> [REQUIRED WORK] Transcribe the listing word for word. Begin at its first line and end with the line containing "use tokio_tungstenite::tungstenite::Message;".

──────

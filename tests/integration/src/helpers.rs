//! Test helpers for integration tests
//!
//! Scripted gateway and voice servers, a recording REST client, and a
//! polling helper for state that settles asynchronously.

use std::sync::Arc;
use std::time::Duration;

use anyhow::{anyhow, bail, Context, Result};
use async_trait::async_trait;
use futures_util::{SinkExt, StreamExt};
use parking_lot::Mutex;
use serde_json::{json, Value};
use tokio::net::{TcpListener, TcpStream, UdpSocket};
use tokio_tungstenite::tungstenite::protocol::frame::coding::CloseCode as WsCloseCode;
use tokio_tungstenite::tungstenite::protocol::CloseFrame;
use tokio_tungstenite::tungstenite::Message;
use tokio_tungstenite::WebSocketStream;
use tokio_util::sync::CancellationToken;
use wirecord_common::ClientConfig;
use wirecord_core::Snowflake;
use wirecord_gateway::{GatewayBot, GatewaySession, RestClient, RestError};
use wirecord_voice::discovery::DiscoveryPacket;
use wirecord_voice::CommandAudioSource;

/// Upper bound on any single scripted wait
pub const STEP_TIMEOUT: Duration = Duration::from_secs(5);

// ============================================================================
// Gateway server
// ============================================================================

/// Loopback websocket server the client dials
pub struct MockGateway {
    listener: TcpListener,
    url: String,
}

impl MockGateway {
    pub async fn bind() -> Result<Self> {
        let listener = TcpListener::bind("127.0.0.1:0").await?;
        let url = format!("ws://{}", listener.local_addr()?);
        Ok(Self { listener, url })
    }

    pub fn url(&self) -> &str {
        &self.url
    }

    /// Accept the next client connection
    pub async fn accept(&self) -> Result<ServerConn> {
        let (stream, _) = tokio::time::timeout(STEP_TIMEOUT, self.listener.accept())
            .await
            .context("no client connection")??;
        let ws = tokio_tungstenite::accept_async(stream).await?;
        Ok(ServerConn { ws })
    }
}

/// Server side of one websocket connection
pub struct ServerConn {
    ws: WebSocketStream<TcpStream>,
}

impl ServerConn {
    pub async fn send(&mut self, payload: Value) -> Result<()> {
        self.ws.send(Message::Text(payload.to_string())).await?;
        Ok(())
    }

    /// Next JSON payload, heartbeats included
    pub async fn recv_any(&mut self) -> Result<Value> {
        loop {
            let frame = tokio::time::timeout(STEP_TIMEOUT, self.ws.next())
                .await
                .context("no payload from client")?
                .ok_or_else(|| anyhow!("client closed the connection"))??;
            match frame {
                Message::Text(text) => return Ok(serde_json::from_str(&text)?),
                Message::Close(frame) => bail!("client closed the connection: {frame:?}"),
                _ => continue,
            }
        }
    }

    /// Next payload that is not a heartbeat
    pub async fn recv(&mut self) -> Result<Value> {
        loop {
            let payload = self.recv_any().await?;
            if payload["op"] != 1 {
                return Ok(payload);
            }
        }
    }

    /// Next payload, which must carry `op`
    pub async fn expect_op(&mut self, op: u64) -> Result<Value> {
        let payload = self.recv().await?;
        if payload["op"] != op {
            bail!("expected op {op}, got {payload}");
        }
        Ok(payload)
    }

    /// Hello, Identify, READY; returns the Identify payload
    pub async fn handshake(&mut self, seq: u64, session_id: &str, resume_url: &str) -> Result<Value> {
        self.send(crate::hello(45_000)).await?;
        let identify = self.expect_op(2).await?;
        self.send(crate::ready(seq, session_id, resume_url)).await?;
        Ok(identify)
    }

    pub async fn close(&mut self, code: u16, reason: &str) -> Result<()> {
        let frame = CloseFrame {
            code: WsCloseCode::from(code),
            reason: reason.to_string().into(),
        };
        self.ws.close(Some(frame)).await?;
        Ok(())
    }
}

// ============================================================================
// Voice server
// ============================================================================

/// Loopback voice signaling and media endpoints
pub struct MockVoice {
    listener: TcpListener,
    udp: UdpSocket,
    endpoint: String,
}

impl MockVoice {
    pub async fn bind() -> Result<Self> {
        let listener = TcpListener::bind("127.0.0.1:0").await?;
        let udp = UdpSocket::bind("127.0.0.1:0").await?;
        let endpoint = format!("ws://{}", listener.local_addr()?);
        Ok(Self { listener, udp, endpoint })
    }

    pub fn endpoint(&self) -> &str {
        &self.endpoint
    }

    /// Accept a voice connection and run it to Session Description
    ///
    /// Returns the voice Identify payload and the open connection.
    pub async fn accept_and_handshake(&self, ssrc: u32) -> Result<(Value, ServerConn)> {
        let (stream, _) = tokio::time::timeout(STEP_TIMEOUT, self.listener.accept())
            .await
            .context("no voice connection")??;
        let mut conn = ServerConn {
            ws: tokio_tungstenite::accept_async(stream).await?,
        };

        conn.send(json!({"op": 8, "d": {"heartbeat_interval": 41_250.0}})).await?;
        let identify = voice_recv(&mut conn).await?;

        let port = self.udp.local_addr()?.port();
        conn.send(json!({
            "op": 2,
            "d": {"ssrc": ssrc, "ip": "127.0.0.1", "port": port, "modes": ["aead_aes256_gcm_rtpsize", "xchacha20_poly1305"]}
        }))
        .await?;

        let mut buf = [0u8; 128];
        let (n, from) = tokio::time::timeout(STEP_TIMEOUT, self.udp.recv_from(&mut buf))
            .await
            .context("no discovery probe")??;
        DiscoveryPacket::decode(&buf[..n]).map_err(|e| anyhow!("bad discovery probe: {e}"))?;
        self.udp
            .send_to(&DiscoveryPacket::response(ssrc, "203.0.113.5", 50_000).encode(), from)
            .await?;

        let select = voice_recv(&mut conn).await?;
        let mode = select["d"]["data"]["mode"].clone();
        conn.send(json!({"op": 4, "d": {"mode": mode, "secret_key": vec![7u8; 32]}})).await?;
        Ok((identify, conn))
    }
}

/// Next voice payload that is not a heartbeat (voice op 3)
async fn voice_recv(conn: &mut ServerConn) -> Result<Value> {
    loop {
        let payload = conn.recv_any().await?;
        if payload["op"] != 3 {
            return Ok(payload);
        }
    }
}

// ============================================================================
// REST client
// ============================================================================

/// REST client that records calls and answers from canned entities
#[derive(Debug, Clone, Default)]
pub struct RecordingRest {
    calls: Arc<Mutex<Vec<String>>>,
    message: Arc<Mutex<Option<Value>>>,
}

impl RecordingRest {
    pub fn new() -> Self {
        Self::default()
    }

    pub fn with_message(self, message: Value) -> Self {
        *self.message.lock() = Some(message);
        self
    }

    pub fn calls(&self) -> Vec<String> {
        self.calls.lock().clone()
    }

    fn record(&self, call: String) {
        self.calls.lock().push(call);
    }
}

fn unknown() -> RestError {
    RestError::Status {
        status: 404,
        body: "{}".to_string(),
    }
}

#[async_trait]
impl RestClient for RecordingRest {
    async fn gateway_bot(&self) -> Result<GatewayBot, RestError> {
        self.record("gateway_bot".to_string());
        Err(unknown())
    }

    async fn create_message(&self, channel_id: Snowflake, body: &Value) -> Result<Value, RestError> {
        self.record(format!("create_message {channel_id}"));
        Ok(body.clone())
    }

    async fn interaction_callback(&self, interaction_id: Snowflake, token: &str, body: &Value) -> Result<(), RestError> {
        self.record(format!("interaction_callback {interaction_id} {token} {}", body["data"]["content"]));
        Ok(())
    }

    async fn get_message(&self, channel_id: Snowflake, message_id: Snowflake) -> Result<Value, RestError> {
        self.record(format!("get_message {channel_id} {message_id}"));
        self.message.lock().clone().ok_or_else(unknown)
    }

    async fn get_member(&self, guild_id: Snowflake, user_id: Snowflake) -> Result<Value, RestError> {
        self.record(format!("get_member {guild_id} {user_id}"));
        Err(unknown())
    }
}

// ============================================================================
// Client
// ============================================================================

pub fn test_config(gateway_url: &str) -> Result<ClientConfig> {
    let vars = [
        ("BOT_TOKEN", "test-token"),
        ("GATEWAY_URL", gateway_url),
        ("GATEWAY_INTENTS", "641"),
        ("SHARD_ID", "0"),
        ("SHARD_COUNT", "1"),
    ];
    Ok(ClientConfig::from_source(|key| {
        vars.iter().find(|(k, _)| *k == key).map(|(_, v)| (*v).to_string())
    })?)
}

/// A session pointed at `gateway`, plus its owner token
pub fn client(gateway: &MockGateway, rest: RecordingRest) -> Result<(GatewaySession, CancellationToken)> {
    let owner = CancellationToken::new();
    let session = GatewaySession::new(
        test_config(gateway.url())?,
        Arc::new(rest),
        Arc::new(CommandAudioSource::new("true")),
        &owner,
    );
    Ok((session, owner))
}

/// Poll `condition` until it holds or the step timeout passes
pub async fn eventually(mut condition: impl FnMut() -> bool) -> bool {
    let deadline = tokio::time::Instant::now() + STEP_TIMEOUT;
    while tokio::time::Instant::now() < deadline {
        if condition() {
            return true;
        }
        tokio::time::sleep(Duration::from_millis(10)).await;
    }
    condition()
}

──────

> [SOLUTION TO THIS TASK]
filename tests/integration/src/helpers.rs
//! Test helpers for integration tests
//!
//! Scripted gateway and voice servers, a recording REST client, and a
//! polling helper for state that settles asynchronously.

use std::sync::Arc;
use std::time::Duration;

use anyhow::{anyhow, bail, Context, Result};
use async_trait::async_trait;
use futures_util::{SinkExt, StreamExt};
use parking_lot::Mutex;
use serde_json::{json, Value};
use tokio::net::{TcpListener, TcpStream, UdpSocket};
use tokio_tungstenite::tungstenite::protocol::frame::coding::CloseCode as WsCloseCode;
use tokio_tungstenite::tungstenite::protocol::CloseFrame;
use tokio_tungstenite::tungstenite::Message;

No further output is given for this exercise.